Re: Should Consumers Tape "Customer Service" Calls?

T (
Tue, 18 Apr 2006 19:06:29 -0400

In article <>,

> Given the mess* in "customer service" call centers, should consumers
> tape record their calls in case of subsequent trouble?

> For one, it gives the consumer a clear record of what was said they if
> they aren't sure, they can play the tape back. Secondly, in case the
> service rep gives bad information or promise that isn't carried out
> the consumer is protected with a record of the conversation.

> *The call center mess:

> In the old days, customer service representatives of a business, such
> as a bank, insurance company, or telephone company, were well trained
> experienced employees. They knew the company's products and services
> and policies. They knew had to look up customer records (whether
> manually or on-line) and how to make account adjustments when
> necessary.

> However, today, call centers is a factory assembly line operation.
> The employees are lower paid, under strict time quotas, and have high
> turnover. They are not trained as to a company's policies. They are
> under pressure to sell premium goods and services regardless of the
> customers' real needs of service. In many cases the operators are
> overseas. Often times the clerk is not very skilled or bright, and
> unable to properly use the computer.

> Rather, they read off scripts provided by a computer screen. If a
> customer's inquiry can't be answered by pre-canned answers, the
> customer is out of luck. If the customer is lucky, the call will be
> passed to a true experienced and knowledgeable rep for assistance.

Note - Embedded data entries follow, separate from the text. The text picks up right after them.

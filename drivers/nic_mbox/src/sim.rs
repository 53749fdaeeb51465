// SPDX-License-Identifier: Apache-2.0
// Copyright 2025 KylinSoft Co., Ltd. <https://www.kylinos.cn/>
// See LICENSES for license details.

//! Software model of the remote side of one mailbox register block.

use alloc::{boxed::Box, sync::Arc, vec::Vec};
use core::sync::atomic::{AtomicBool, Ordering};

use nic_base::mock::MockPlatform;
use spin::Mutex;

use crate::{
    msg::{MSG_WORDS, MboxMsg},
    regs::{self, MbxCtrl, MbxStatus},
};

type Responder = Box<dyn Fn(MboxMsg) -> Option<MboxMsg> + Send + Sync>;

fn load(dev: &MockPlatform, window: usize) -> MboxMsg {
    let mut words = [0; MSG_WORDS];
    for (i, w) in words.iter_mut().enumerate() {
        *w = dev.reg(window + i * 4) as u32;
    }
    MboxMsg::from_words(words)
}

fn store(dev: &MockPlatform, window: usize, msg: &MboxMsg) {
    for (i, w) in msg.words().iter().enumerate() {
        dev.set_reg(window + i * 4, *w as u64);
    }
}

/// The peer behind a mailbox endpoint.
///
/// A posted message is answered synchronously by the responder, if one is
/// installed; otherwise the outbound window stays full until cancelled.
pub struct Peer {
    mock: Arc<MockPlatform>,
    base: usize,
    received: Arc<Mutex<Vec<MboxMsg>>>,
    replies: Arc<Mutex<Vec<MboxMsg>>>,
    responder: Arc<Mutex<Option<Responder>>>,
    refuse: Arc<AtomicBool>,
}

impl Peer {
    /// Installs the register behaviour of the block at `base`. Call before
    /// creating the endpoint.
    pub fn attach(mock: &Arc<MockPlatform>, base: usize) -> Self {
        let ctrl = base + regs::MBX_CTRL;
        let status = base + regs::MBX_STATUS;
        mock.self_clearing(ctrl, MbxCtrl::all().bits() as u64);
        mock.write_one_to_clear(status, MbxStatus::W1C.bits() as u64);

        let received = Arc::new(Mutex::new(Vec::new()));
        let replies = Arc::new(Mutex::new(Vec::new()));
        let responder: Arc<Mutex<Option<Responder>>> = Arc::new(Mutex::new(None));
        let refuse = Arc::new(AtomicBool::new(false));
        {
            let received = Arc::clone(&received);
            let replies = Arc::clone(&replies);
            let responder = Arc::clone(&responder);
            let refuse = Arc::clone(&refuse);
            mock.on_write(ctrl, move |dev, value| {
                let cmd = MbxCtrl::from_bits_truncate(value as u32);
                if cmd.contains(MbxCtrl::POST) {
                    let msg = load(dev, base + regs::MBX_OMB_DATA);
                    received.lock().push(msg);
                    if refuse.swap(false, Ordering::AcqRel) {
                        dev.set_bits(status, MbxStatus::FAILED.bits() as u64);
                    } else {
                        dev.set_bits(status, MbxStatus::OMB_FULL.bits() as u64);
                        let rsp = responder.lock().as_ref().and_then(|f| f(msg));
                        if let Some(rsp) = rsp {
                            store(dev, base + regs::MBX_RSP_DATA, &rsp);
                            dev.clear_bits(status, MbxStatus::OMB_FULL.bits() as u64);
                            dev.set_bits(status, MbxStatus::ACKED.bits() as u64);
                        }
                    }
                }
                if cmd.contains(MbxCtrl::REPLY) {
                    replies.lock().push(load(dev, base + regs::MBX_RPL_DATA));
                }
                if cmd.contains(MbxCtrl::CANCEL) {
                    dev.clear_bits(status, MbxStatus::OMB_FULL.bits() as u64);
                }
                if cmd.contains(MbxCtrl::FUNC_RST) {
                    dev.clear_bits(
                        status,
                        (MbxStatus::OMB_FULL | MbxStatus::IMB_FULL).bits() as u64,
                    );
                    dev.set_bits(status, MbxStatus::FUNC_RST_DONE.bits() as u64);
                }
            });
        }
        Self {
            mock: Arc::clone(mock),
            base,
            received,
            replies,
            responder,
            refuse,
        }
    }

    /// Answers every later post with `f`; `None` leaves the post unanswered.
    pub fn respond_with(&self, f: impl Fn(MboxMsg) -> Option<MboxMsg> + Send + Sync + 'static) {
        *self.responder.lock() = Some(Box::new(f));
    }

    /// Refuses the next post.
    pub fn refuse(&self) {
        self.refuse.store(true, Ordering::Release);
    }

    /// Messages posted to us so far.
    pub fn received(&self) -> Vec<MboxMsg> {
        self.received.lock().clone()
    }

    /// Replies to messages we delivered.
    pub fn replies(&self) -> Vec<MboxMsg> {
        self.replies.lock().clone()
    }

    fn status(&self) -> MbxStatus {
        MbxStatus::from_bits_truncate(self.mock.reg(self.base + regs::MBX_STATUS) as u32)
    }

    pub fn outbound_full(&self) -> bool {
        self.status().contains(MbxStatus::OMB_FULL)
    }

    /// Keeps the outbound window busy as if an earlier message were stuck.
    pub fn hold_outbound(&self) {
        self.mock
            .set_bits(self.base + regs::MBX_STATUS, MbxStatus::OMB_FULL.bits() as u64);
    }

    /// Places `msg` in the inbound window.
    pub fn deliver(&self, msg: &MboxMsg) {
        store(&self.mock, self.base + regs::MBX_IMB_DATA, msg);
        self.mock
            .set_bits(self.base + regs::MBX_STATUS, MbxStatus::IMB_FULL.bits() as u64);
    }
}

> BTW, is there anyone out there who can justify today's call center
> boiler rooms as being "better"?

Over the weekend the Dell 1370 wireless card on my partners laptop
died. I called Dell and had to go through a 3+ hour odyssey which
involved stepping back through system restore points, backing up data
and re-installing the OS and software, and then reseating the network
card only to find that my original diagnosis was correct.

I was definitely dealing with folks in India. The funny part is, at
work we use Dell servers and gear. Our standard line with their
support (Which is U.S. based, btw.) is to tell them it's a production
box and send us the part, which they do without fail.

There ought to be some sort of vetting process for I.T. folks to get
past those damned support scripts.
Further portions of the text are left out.